Go through the entries below and print, exactly, the lines starting at the one with "async fn find_user(&self, id: i32)" and ending at the one with "async fn delete_user(&self, id: i32)", keeping both ends and no others.

____ Dataset records

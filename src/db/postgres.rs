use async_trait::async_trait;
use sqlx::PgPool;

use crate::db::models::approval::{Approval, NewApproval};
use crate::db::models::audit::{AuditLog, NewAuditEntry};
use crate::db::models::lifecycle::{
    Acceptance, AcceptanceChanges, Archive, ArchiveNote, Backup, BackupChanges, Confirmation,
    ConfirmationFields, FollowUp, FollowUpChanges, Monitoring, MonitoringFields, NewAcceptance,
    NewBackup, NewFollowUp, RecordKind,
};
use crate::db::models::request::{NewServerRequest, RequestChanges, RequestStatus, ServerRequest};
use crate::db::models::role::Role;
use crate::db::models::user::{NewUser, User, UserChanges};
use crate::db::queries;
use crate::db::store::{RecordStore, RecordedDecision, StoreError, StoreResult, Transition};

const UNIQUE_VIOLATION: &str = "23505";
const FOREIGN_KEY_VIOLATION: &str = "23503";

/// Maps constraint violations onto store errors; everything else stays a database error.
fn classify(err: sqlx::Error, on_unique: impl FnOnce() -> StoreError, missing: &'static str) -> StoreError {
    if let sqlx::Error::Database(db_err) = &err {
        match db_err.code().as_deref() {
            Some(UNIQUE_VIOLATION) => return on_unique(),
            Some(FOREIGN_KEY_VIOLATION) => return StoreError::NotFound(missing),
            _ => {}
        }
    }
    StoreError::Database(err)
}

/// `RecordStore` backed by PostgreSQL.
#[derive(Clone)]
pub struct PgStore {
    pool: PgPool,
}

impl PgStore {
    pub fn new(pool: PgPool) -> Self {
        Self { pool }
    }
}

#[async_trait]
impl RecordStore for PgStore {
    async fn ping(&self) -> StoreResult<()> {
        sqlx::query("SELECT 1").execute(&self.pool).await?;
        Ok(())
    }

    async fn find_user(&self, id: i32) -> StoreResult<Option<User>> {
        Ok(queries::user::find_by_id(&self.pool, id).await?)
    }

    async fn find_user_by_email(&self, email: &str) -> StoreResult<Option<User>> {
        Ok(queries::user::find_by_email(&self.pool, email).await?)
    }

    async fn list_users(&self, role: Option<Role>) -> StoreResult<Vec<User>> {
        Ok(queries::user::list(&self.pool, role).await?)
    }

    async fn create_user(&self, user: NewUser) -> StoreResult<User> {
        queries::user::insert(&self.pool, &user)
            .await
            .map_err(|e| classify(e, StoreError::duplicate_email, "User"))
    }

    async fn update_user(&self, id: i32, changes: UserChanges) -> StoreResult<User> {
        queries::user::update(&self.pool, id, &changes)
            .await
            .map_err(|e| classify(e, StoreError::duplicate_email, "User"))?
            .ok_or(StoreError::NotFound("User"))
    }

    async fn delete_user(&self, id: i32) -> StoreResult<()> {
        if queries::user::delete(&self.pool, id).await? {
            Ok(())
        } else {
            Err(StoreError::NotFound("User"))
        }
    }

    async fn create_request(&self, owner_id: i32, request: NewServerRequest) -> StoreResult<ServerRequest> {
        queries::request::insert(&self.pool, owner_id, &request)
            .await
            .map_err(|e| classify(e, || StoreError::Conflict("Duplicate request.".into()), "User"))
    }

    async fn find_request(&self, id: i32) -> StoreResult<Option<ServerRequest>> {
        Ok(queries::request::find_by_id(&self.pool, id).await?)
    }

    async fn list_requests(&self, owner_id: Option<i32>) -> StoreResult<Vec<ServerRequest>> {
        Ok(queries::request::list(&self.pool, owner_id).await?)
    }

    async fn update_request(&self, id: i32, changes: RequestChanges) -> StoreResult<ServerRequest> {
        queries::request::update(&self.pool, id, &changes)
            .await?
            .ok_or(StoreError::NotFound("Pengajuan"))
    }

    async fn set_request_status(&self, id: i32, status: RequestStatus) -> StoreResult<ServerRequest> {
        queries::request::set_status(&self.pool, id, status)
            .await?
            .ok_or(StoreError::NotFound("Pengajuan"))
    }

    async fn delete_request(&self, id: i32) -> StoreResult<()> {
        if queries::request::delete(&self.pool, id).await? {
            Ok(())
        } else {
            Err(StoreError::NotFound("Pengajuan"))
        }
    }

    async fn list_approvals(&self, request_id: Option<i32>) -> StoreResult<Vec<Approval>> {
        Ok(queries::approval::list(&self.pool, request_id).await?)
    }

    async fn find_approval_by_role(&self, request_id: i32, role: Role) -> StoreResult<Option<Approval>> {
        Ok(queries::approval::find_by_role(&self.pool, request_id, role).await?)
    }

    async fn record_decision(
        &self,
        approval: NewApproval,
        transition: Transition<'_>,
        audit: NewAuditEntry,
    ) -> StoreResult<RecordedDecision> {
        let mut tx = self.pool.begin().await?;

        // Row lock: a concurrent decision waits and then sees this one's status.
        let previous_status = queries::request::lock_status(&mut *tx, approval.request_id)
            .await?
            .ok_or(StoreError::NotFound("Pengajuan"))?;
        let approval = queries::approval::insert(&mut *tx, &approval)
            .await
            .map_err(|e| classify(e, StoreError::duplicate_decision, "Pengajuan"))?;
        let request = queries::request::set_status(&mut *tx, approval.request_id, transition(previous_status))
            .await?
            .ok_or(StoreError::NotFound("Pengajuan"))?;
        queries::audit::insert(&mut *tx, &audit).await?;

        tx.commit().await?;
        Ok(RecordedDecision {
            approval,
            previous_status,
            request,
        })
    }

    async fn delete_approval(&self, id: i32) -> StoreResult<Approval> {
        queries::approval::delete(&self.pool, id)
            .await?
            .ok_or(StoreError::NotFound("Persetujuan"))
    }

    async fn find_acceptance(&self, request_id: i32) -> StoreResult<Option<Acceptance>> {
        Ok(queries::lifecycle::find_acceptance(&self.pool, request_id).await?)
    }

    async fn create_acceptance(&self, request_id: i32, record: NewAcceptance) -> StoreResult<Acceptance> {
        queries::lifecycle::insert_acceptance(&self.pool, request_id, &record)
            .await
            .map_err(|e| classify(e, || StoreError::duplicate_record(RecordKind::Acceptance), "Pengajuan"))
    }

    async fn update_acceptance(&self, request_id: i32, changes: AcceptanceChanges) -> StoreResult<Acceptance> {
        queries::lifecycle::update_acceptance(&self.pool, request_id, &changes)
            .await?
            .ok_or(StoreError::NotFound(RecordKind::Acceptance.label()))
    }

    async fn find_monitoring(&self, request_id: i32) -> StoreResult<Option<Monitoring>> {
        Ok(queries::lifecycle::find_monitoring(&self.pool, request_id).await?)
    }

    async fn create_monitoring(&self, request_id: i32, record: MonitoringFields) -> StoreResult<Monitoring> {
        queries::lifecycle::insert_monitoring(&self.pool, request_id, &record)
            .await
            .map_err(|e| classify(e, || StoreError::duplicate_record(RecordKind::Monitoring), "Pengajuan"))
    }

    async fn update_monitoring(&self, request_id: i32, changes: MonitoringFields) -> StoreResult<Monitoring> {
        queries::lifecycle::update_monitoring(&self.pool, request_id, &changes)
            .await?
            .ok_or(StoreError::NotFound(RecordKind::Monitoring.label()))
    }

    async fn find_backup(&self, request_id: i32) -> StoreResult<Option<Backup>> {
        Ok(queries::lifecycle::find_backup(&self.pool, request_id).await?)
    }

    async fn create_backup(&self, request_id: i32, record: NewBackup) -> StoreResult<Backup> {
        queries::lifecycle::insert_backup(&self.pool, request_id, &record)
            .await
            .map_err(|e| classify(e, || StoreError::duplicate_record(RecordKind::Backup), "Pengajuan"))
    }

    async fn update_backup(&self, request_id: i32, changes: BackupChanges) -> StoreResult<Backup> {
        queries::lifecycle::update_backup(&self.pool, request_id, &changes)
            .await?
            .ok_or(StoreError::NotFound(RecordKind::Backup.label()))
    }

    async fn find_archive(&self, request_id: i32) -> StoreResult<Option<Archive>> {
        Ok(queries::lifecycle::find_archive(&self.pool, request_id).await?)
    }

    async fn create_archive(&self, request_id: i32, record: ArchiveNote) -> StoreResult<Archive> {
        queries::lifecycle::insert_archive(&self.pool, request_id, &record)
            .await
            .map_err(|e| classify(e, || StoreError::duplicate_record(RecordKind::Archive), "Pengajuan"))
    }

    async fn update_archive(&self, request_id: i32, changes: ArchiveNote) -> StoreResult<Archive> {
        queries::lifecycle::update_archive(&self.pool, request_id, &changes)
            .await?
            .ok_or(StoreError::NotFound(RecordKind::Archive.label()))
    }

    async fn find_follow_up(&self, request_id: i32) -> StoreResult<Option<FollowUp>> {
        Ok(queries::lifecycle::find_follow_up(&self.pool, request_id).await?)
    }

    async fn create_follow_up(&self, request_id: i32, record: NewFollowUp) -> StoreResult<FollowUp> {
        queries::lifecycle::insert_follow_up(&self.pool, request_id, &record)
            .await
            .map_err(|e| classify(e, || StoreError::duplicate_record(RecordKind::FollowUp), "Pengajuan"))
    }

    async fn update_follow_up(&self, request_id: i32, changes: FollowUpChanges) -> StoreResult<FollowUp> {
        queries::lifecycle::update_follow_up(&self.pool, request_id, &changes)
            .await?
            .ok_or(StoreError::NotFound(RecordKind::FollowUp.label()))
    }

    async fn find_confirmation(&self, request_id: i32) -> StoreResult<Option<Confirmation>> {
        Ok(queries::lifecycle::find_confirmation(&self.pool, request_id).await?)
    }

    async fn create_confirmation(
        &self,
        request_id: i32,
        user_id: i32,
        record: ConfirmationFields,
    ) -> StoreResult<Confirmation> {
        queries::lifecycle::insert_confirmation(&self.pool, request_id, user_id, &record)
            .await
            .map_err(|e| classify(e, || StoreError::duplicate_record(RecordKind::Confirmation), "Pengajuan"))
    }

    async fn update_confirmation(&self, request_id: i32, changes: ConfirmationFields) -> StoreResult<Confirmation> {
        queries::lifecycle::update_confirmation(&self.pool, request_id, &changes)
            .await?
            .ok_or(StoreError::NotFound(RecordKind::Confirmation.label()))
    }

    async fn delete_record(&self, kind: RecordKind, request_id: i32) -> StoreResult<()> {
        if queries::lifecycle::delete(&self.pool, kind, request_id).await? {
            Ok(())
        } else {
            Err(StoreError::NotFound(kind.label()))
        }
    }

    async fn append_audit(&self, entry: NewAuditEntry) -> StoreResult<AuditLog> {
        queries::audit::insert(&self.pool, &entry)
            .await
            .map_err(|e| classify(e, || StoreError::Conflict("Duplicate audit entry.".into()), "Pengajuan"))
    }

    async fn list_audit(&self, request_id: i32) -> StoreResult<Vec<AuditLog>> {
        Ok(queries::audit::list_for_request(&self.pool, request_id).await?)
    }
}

________

**Answer to the problem**:
    async fn find_user(&self, id: i32) -> StoreResult<Option<User>> {
        Ok(queries::user::find_by_id(&self.pool, id).await?)
    }

    async fn find_user_by_email(&self, email: &str) -> StoreResult<Option<User>> {
        Ok(queries::user::find_by_email(&self.pool, email).await?)
    }

    async fn list_users(&self, role: Option<Role>) -> StoreResult<Vec<User>> {
        Ok(queries::user::list(&self.pool, role).await?)
    }

    async fn create_user(&self, user: NewUser) -> StoreResult<User> {
        queries::user::insert(&self.pool, &user)
            .await
            .map_err(|e| classify(e, StoreError::duplicate_email, "User"))
    }

    async fn update_user(&self, id: i32, changes: UserChanges) -> StoreResult<User> {
        queries::user::update(&self.pool, id, &changes)
            .await
            .map_err(|e| classify(e, StoreError::duplicate_email, "User"))?
            .ok_or(StoreError::NotFound("User"))
    }

    async fn delete_user(&self, id: i32) -> StoreResult<()> {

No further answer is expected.